Заключительный аккорд.
Под дулом револьвера майор фон Лютвиц-Рандау выбирается из машины. Его прогуливают. Он в театре. Ему показывают декорации. Деревня на склоне горы, дорога здесь расширяется и образует неровную площадь; почти на середине ее каменный водоем, густо поросший мхом, бьет родник, поет вода. Светло и пусто, хотя дома начинаются прямо отсюда. Поначалу кажется, в них нет ничего странного, в этих домах. Словно бы они настоящие… Фасады, даже кровли… почти кровли.

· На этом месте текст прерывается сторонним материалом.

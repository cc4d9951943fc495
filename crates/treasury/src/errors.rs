use crate::account_ledger::LedgerError;
use meretrix_issuance::IssuanceError;
use meretrix_types::{AccountId, Amount};
use thiserror::Error;

/// Errors returned by the token sale. No variant leaves partial state behind.
#[derive(Debug, Clone, PartialEq, Eq, Error)]
pub enum SaleError {
    #[error(transparent)]
    Issuance(#[from] IssuanceError),

    #[error(transparent)]
    Ledger(#[from] LedgerError),

    #[error("sale is paused")]
    Paused,

    #[error("sale is already paused")]
    AlreadyPaused,

    #[error("sale is not paused")]
    NotPaused,

    #[error("{caller} does not hold the {role} role")]
    Unauthorized { caller: AccountId, role: &'static str },

    #[error("order deadline {deadline} has passed (now {now})")]
    DeadlineExpired { deadline: u64, now: u64 },

    #[error("amount {requested} exceeds per-transaction limit {limit}")]
    MaxPerTxExceeded { requested: Amount, limit: Amount },

    #[error("quoted price {quoted} does not match current price {current}")]
    PriceMismatch { quoted: Amount, current: Amount },

    #[error("payment {paid} is below cost {cost}")]
    InsufficientPayment { cost: Amount, paid: Amount },

    #[error("insufficient proceeds: available={available}, requested={requested}")]
    InsufficientProceeds { available: Amount, requested: Amount },

    #[error("amount must be greater than zero")]
    InvalidAmount,

    #[error("invalid sale config: {0}")]
    Config(String),
}

/// Errors loading or validating a [`crate::SaleConfig`].
#[derive(Debug, Error)]
pub enum ConfigError {
    #[error("failed to read config file {path}: {source}")]
    Io {
        path: String,
        #[source]
        source: std::io::Error,
    },

    #[error("failed to parse config: {0}")]
    Parse(#[from] toml::de::Error),

    #[error("invalid value for {var}: {value}")]
    InvalidEnv { var: &'static str, value: String },

    #[error("invalid sale config: {0}")]
    Invalid(String),
}
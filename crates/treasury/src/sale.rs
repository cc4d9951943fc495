//! Token sale
//!
//! Drives the issuance engine for a single token: prices and validates
//! purchases, commits the supply transition, credits the buyer, collects
//! payment and computes refunds. Pause and withdraw are gated by roles.
//!
//! All mutable state sits behind one `RwLock`. Price queries share the read
//! lock; purchases and admin actions take the write lock, so commits are
//! applied in a single total order and never interleave.

use crate::account_ledger::{BalanceLedger, InMemoryBalanceLedger, LedgerError};
use crate::config::SaleConfig;
use crate::errors::SaleError;
use crate::events::SaleEvent;
use crate::proceeds::{ProceedsStats, ProceedsVault};
use meretrix_issuance::{IssuanceLedger, PurchaseRequest};
use meretrix_types::{AccountId, Amount, SupplyState};
use parking_lot::RwLock;
use serde::{Deserialize, Serialize};
use tracing::{debug, info};

/// Holders of the privileged sale roles.
#[derive(Debug, Clone, Copy, PartialEq, Eq, Serialize, Deserialize)]
pub struct SaleRoles {
    /// May pause and unpause the sale
    pub pauser: AccountId,
    /// May withdraw collected proceeds
    pub treasurer: AccountId,
}

impl SaleRoles {
    /// One account holding every role.
    pub fn single(admin: AccountId) -> Self {
        Self {
            pauser: admin,
            treasurer: admin,
        }
    }
}

/// A buyer's purchase terms.
#[derive(Debug, Clone, Copy, PartialEq, Eq, Serialize, Deserialize)]
pub struct PurchaseOrder {
    /// Units requested
    pub amount: Amount,
    /// Unit price the buyer agreed to; must equal the current price
    pub quoted_price: Amount,
    /// Last timestamp (unix seconds) at which the order may execute
    pub deadline: u64,
    /// Payment attached to the order; anything above cost is refunded
    pub payment: Amount,
}

impl PurchaseOrder {
    /// Order paying exactly `amount * quoted_price`.
    pub fn exact(amount: Amount, quoted_price: Amount, deadline: u64) -> Self {
        Self {
            amount,
            quoted_price,
            deadline,
            payment: amount.saturating_mul(quoted_price),
        }
    }

    pub fn with_payment(mut self, payment: Amount) -> Self {
        self.payment = payment;
        self
    }
}

/// Settlement of an executed purchase.
#[derive(Debug, Clone, Copy, PartialEq, Eq, Serialize, Deserialize)]
pub struct SaleReceipt {
    pub payer: AccountId,
    pub recipient: AccountId,
    pub amount: Amount,
    pub unit_price: Amount,
    pub cost: Amount,
    /// Overpayment owed back to the payer
    pub refund: Amount,
    pub sold_supply: Amount,
}

#[derive(Debug)]
struct SaleInner<L> {
    issuance: IssuanceLedger,
    balances: L,
    proceeds: ProceedsVault,
    paused: bool,
    events: Vec<SaleEvent>,
}

/// A running token sale.
#[derive(Debug)]
pub struct TokenSale<L: BalanceLedger = InMemoryBalanceLedger> {
    config: SaleConfig,
    roles: SaleRoles,
    inner: RwLock<SaleInner<L>>,
}

impl TokenSale<InMemoryBalanceLedger> {
    /// Sale backed by an in-memory balance ledger.
    pub fn in_memory(config: SaleConfig, roles: SaleRoles) -> Result<Self, SaleError> {
        Self::new(config, roles, InMemoryBalanceLedger::new())
    }
}

impl<L: BalanceLedger> TokenSale<L> {
    /// Create a sale with the full supply in the treasury.
    pub fn new(config: SaleConfig, roles: SaleRoles, balances: L) -> Result<Self, SaleError> {
        config.validate().map_err(|err| SaleError::Config(err.to_string()))?;
        let issuance = IssuanceLedger::new(config.total_supply)?;

        info!(
            target: "sale",
            "Opened sale of {} {} ({}), max {} per purchase",
            config.total_supply,
            config.symbol,
            config.name,
            config.max_per_tx
        );

        Ok(Self {
            config,
            roles,
            inner: RwLock::new(SaleInner {
                issuance,
                balances,
                proceeds: ProceedsVault::new(),
                paused: false,
                events: Vec::new(),
            }),
        })
    }

    pub fn name(&self) -> &str {
        &self.config.name
    }

    pub fn symbol(&self) -> &str {
        &self.config.symbol
    }

    pub fn max_per_tx(&self) -> Amount {
        self.config.max_per_tx
    }

    /// Unit price at the current supply state.
    pub fn current_price(&self) -> Result<Amount, SaleError> {
        Ok(self.inner.read().issuance.current_price()?)
    }

    /// Units still available for sale.
    pub fn remaining(&self) -> Amount {
        self.inner.read().issuance.remaining()
    }

    pub fn supply_state(&self) -> SupplyState {
        self.inner.read().issuance.state()
    }

    pub fn is_paused(&self) -> bool {
        self.inner.read().paused
    }

    pub fn balance_of(&self, account: &AccountId) -> Amount {
        self.inner.read().balances.balance_of(account)
    }

    /// Units credited to holders so far.
    pub fn total_issued(&self) -> Amount {
        self.inner.read().balances.total_issued()
    }

    pub fn proceeds(&self) -> ProceedsStats {
        self.inner.read().proceeds.statistics()
    }

    /// Run `f` against the balance ledger.
    pub fn with_balances<R>(&self, f: impl FnOnce(&L) -> R) -> R {
        f(&self.inner.read().balances)
    }

    /// Drain the events recorded since the last call.
    ///
    /// Events accumulate until drained; long-running callers must call this
    /// periodically.
    pub fn take_events(&self) -> Vec<SaleEvent> {
        std::mem::take(&mut self.inner.write().events)
    }

    /// Buy for the payer's own account.
    pub fn buy(
        &self,
        payer: AccountId,
        order: PurchaseOrder,
        now: u64,
    ) -> Result<SaleReceipt, SaleError> {
        self.buy_to(payer, payer, order, now)
    }

    /// Buy on behalf of `recipient`, paid by `payer`.
    ///
    /// Every check runs before anything is written.
    pub fn buy_to(
        &self,
        payer: AccountId,
        recipient: AccountId,
        order: PurchaseOrder,
        now: u64,
    ) -> Result<SaleReceipt, SaleError> {
        let mut guard = self.inner.write();
        let inner = &mut *guard;

        if inner.paused {
            return Err(SaleError::Paused);
        }
        if now > order.deadline {
            return Err(SaleError::DeadlineExpired {
                deadline: order.deadline,
                now,
            });
        }

        let result = inner
            .issuance
            .quote(&PurchaseRequest::new(recipient, order.amount))?;

        if order.amount > self.config.max_per_tx {
            return Err(SaleError::MaxPerTxExceeded {
                requested: order.amount,
                limit: self.config.max_per_tx,
            });
        }
        if order.quoted_price != result.unit_price() {
            debug!(
                target: "sale",
                "Price moved for {:?}: quoted {}, current {}",
                payer,
                order.quoted_price,
                result.unit_price()
            );
            return Err(SaleError::PriceMismatch {
                quoted: order.quoted_price,
                current: result.unit_price(),
            });
        }
        if order.payment < result.cost() {
            return Err(SaleError::InsufficientPayment {
                cost: result.cost(),
                paid: order.payment,
            });
        }
        inner.proceeds.can_accept(result.cost())?;
        if inner
            .balances
            .balance_of(&recipient)
            .checked_add(order.amount)
            .is_none()
        {
            return Err(LedgerError::BalanceOverflow { account: recipient }.into());
        }

        inner.issuance.commit(&result)?;
        inner.balances.credit(&recipient, order.amount)?;
        inner.proceeds.deposit(result.cost())?;

        let receipt = SaleReceipt {
            payer,
            recipient,
            amount: order.amount,
            unit_price: result.unit_price(),
            cost: result.cost(),
            refund: order.payment - result.cost(),
            sold_supply: result.new_sold_supply(),
        };

        inner.events.push(SaleEvent::Bought {
            payer,
            recipient,
            amount: receipt.amount,
            unit_price: receipt.unit_price,
            cost: receipt.cost,
        });

        info!(
            target: "sale",
            "{:?} bought {} {} for {:?} at {} (cost {}, refund {})",
            payer,
            receipt.amount,
            self.config.symbol,
            recipient,
            receipt.unit_price,
            receipt.cost,
            receipt.refund
        );

        Ok(receipt)
    }

    /// Move tokens between holders. Blocked while paused.
    pub fn transfer(
        &self,
        from: AccountId,
        to: AccountId,
        amount: Amount,
    ) -> Result<(), SaleError> {
        let mut inner = self.inner.write();
        if inner.paused {
            return Err(SaleError::Paused);
        }
        inner.balances.transfer(&from, &to, amount)?;
        inner.events.push(SaleEvent::Transfer { from, to, amount });
        debug!(target: "sale", "Transferred {} from {:?} to {:?}", amount, from, to);
        Ok(())
    }

    pub fn pause(&self, caller: AccountId) -> Result<(), SaleError> {
        require_role(caller, self.roles.pauser, "pauser")?;
        let mut inner = self.inner.write();
        if inner.paused {
            return Err(SaleError::AlreadyPaused);
        }
        inner.paused = true;
        inner.events.push(SaleEvent::Paused { by: caller });
        info!(target: "sale", "Sale paused by {:?}", caller);
        Ok(())
    }

    pub fn unpause(&self, caller: AccountId) -> Result<(), SaleError> {
        require_role(caller, self.roles.pauser, "pauser")?;
        let mut inner = self.inner.write();
        if !inner.paused {
            return Err(SaleError::NotPaused);
        }
        inner.paused = false;
        inner.events.push(SaleEvent::Unpaused { by: caller });
        info!(target: "sale", "Sale resumed by {:?}", caller);
        Ok(())
    }

    /// Pay collected proceeds out to `to`.
    pub fn withdraw(
        &self,
        caller: AccountId,
        to: AccountId,
        amount: Amount,
    ) -> Result<(), SaleError> {
        require_role(caller, self.roles.treasurer, "treasurer")?;
        let mut inner = self.inner.write();
        inner.proceeds.withdraw(to, amount)?;
        inner.events.push(SaleEvent::Withdrawn { to, amount });
        Ok(())
    }
}

fn require_role(caller: AccountId, holder: AccountId, role: &'static str) -> Result<(), SaleError> {
    if caller == holder {
        Ok(())
    } else {
        debug!(target: "sale", "{:?} denied {} action", caller, role);
        Err(SaleError::Unauthorized { caller, role })
    }
}

#[cfg(test)]
mod tests {
    use super::*;
    use crate::account_ledger::MockBalanceLedger;
    use meretrix_issuance::IssuanceError;

    const NOW: u64 = 1_700_000_000;

    fn admin() -> AccountId {
        AccountId::from_handle("@admin")
    }

    fn small_sale() -> TokenSale {
        let config = SaleConfig {
            total_supply: 100,
            max_per_tx: 50,
            ..SaleConfig::default()
        };
        TokenSale::in_memory(config, SaleRoles::single(admin())).unwrap()
    }

    #[test]
    fn test_receipt_reports_refund() {
        let sale = small_sale();
        let buyer = AccountId::from_handle("@buyer");
        let order = PurchaseOrder::exact(10, 200, NOW).with_payment(2_500);

        let receipt = sale.buy(buyer, order, NOW).unwrap();
        assert_eq!(receipt.cost, 2_000);
        assert_eq!(receipt.refund, 500);
        assert_eq!(receipt.sold_supply, 10);
        assert_eq!(sale.proceeds().balance, 2_000);
    }

    #[test]
    fn test_buy_credits_through_ledger() {
        let config = SaleConfig {
            total_supply: 100,
            ..SaleConfig::default()
        };
        let sale = TokenSale::new(config, SaleRoles::single(admin()), MockBalanceLedger::new())
            .unwrap();
        let buyer = AccountId::from_handle("@buyer");

        sale.buy(buyer, PurchaseOrder::exact(3, 200, NOW), NOW).unwrap();

        sale.with_balances(|ledger| {
            assert_eq!(ledger.credit_calls(), &[(buyer, 3)]);
            assert!(ledger.debit_calls().is_empty());
        });
    }

    #[test]
    fn test_rejections_leave_sale_untouched() {
        let sale = small_sale();
        let buyer = AccountId::from_handle("@buyer");
        let before = sale.supply_state();

        let attempts = [
            PurchaseOrder::exact(0, 200, NOW),
            PurchaseOrder::exact(51, 200, NOW),
            PurchaseOrder::exact(10, 199, NOW),
            PurchaseOrder::exact(10, 200, NOW).with_payment(1_999),
            PurchaseOrder::exact(10, 200, NOW - 1),
        ];
        for order in attempts {
            assert!(sale.buy(buyer, order, NOW).is_err());
        }

        assert_eq!(sale.supply_state(), before);
        assert_eq!(sale.balance_of(&buyer), 0);
        assert_eq!(sale.proceeds().balance, 0);
        assert!(sale.take_events().is_empty());
    }

    #[test]
    fn test_issuance_errors_surface_unchanged() {
        let sale = small_sale();
        let err = sale
            .buy(admin(), PurchaseOrder::exact(0, 200, NOW), NOW)
            .unwrap_err();
        assert_eq!(err, SaleError::Issuance(IssuanceError::InvalidAmount));
    }

    #[test]
    fn test_invalid_config_refused() {
        let invalid = [
            SaleConfig {
                name: String::new(),
                ..SaleConfig::default()
            },
            SaleConfig {
                symbol: " ".into(),
                ..SaleConfig::default()
            },
            SaleConfig {
                total_supply: 0,
                ..SaleConfig::default()
            },
            SaleConfig {
                max_per_tx: 0,
                ..SaleConfig::default()
            },
        ];
        for config in invalid {
            assert!(matches!(
                TokenSale::in_memory(config, SaleRoles::single(admin())),
                Err(SaleError::Config(_))
            ));
        }
    }

    #[test]
    fn test_double_pause_rejected() {
        let sale = small_sale();
        sale.pause(admin()).unwrap();
        assert_eq!(sale.pause(admin()), Err(SaleError::AlreadyPaused));
        sale.unpause(admin()).unwrap();
        assert_eq!(sale.unpause(admin()), Err(SaleError::NotPaused));
    }
}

Ну, давай! Вперед! И вдруг это уже не дома: это кружево, сквозь рваную плоскость фасадов струится лунный свет, за ними нет ничего… ничего; нет, не так, за ними груды обломков, обвалившиеся балки, ржавое железо, хаос сместившихся этажей, глубокие ямы, перепаханная земля. Скрипит разбитая оконная рама, чудом не слетевшая с петель. Они прошли всю площадь, – иди, иди, живо! – противоположный край залит лунным светом. И черные провалы без дна… наплывает улица: узкая, длинная, ни одного целого дома…
15
Лотарингский крест – символ возглавлявшегося де Голлем движения «Свободная Франция» (с 1942 г. – «Сражающаяся Франция»), которое играло важную роль в антигитлеровском движении Сопротивления на территории Франции.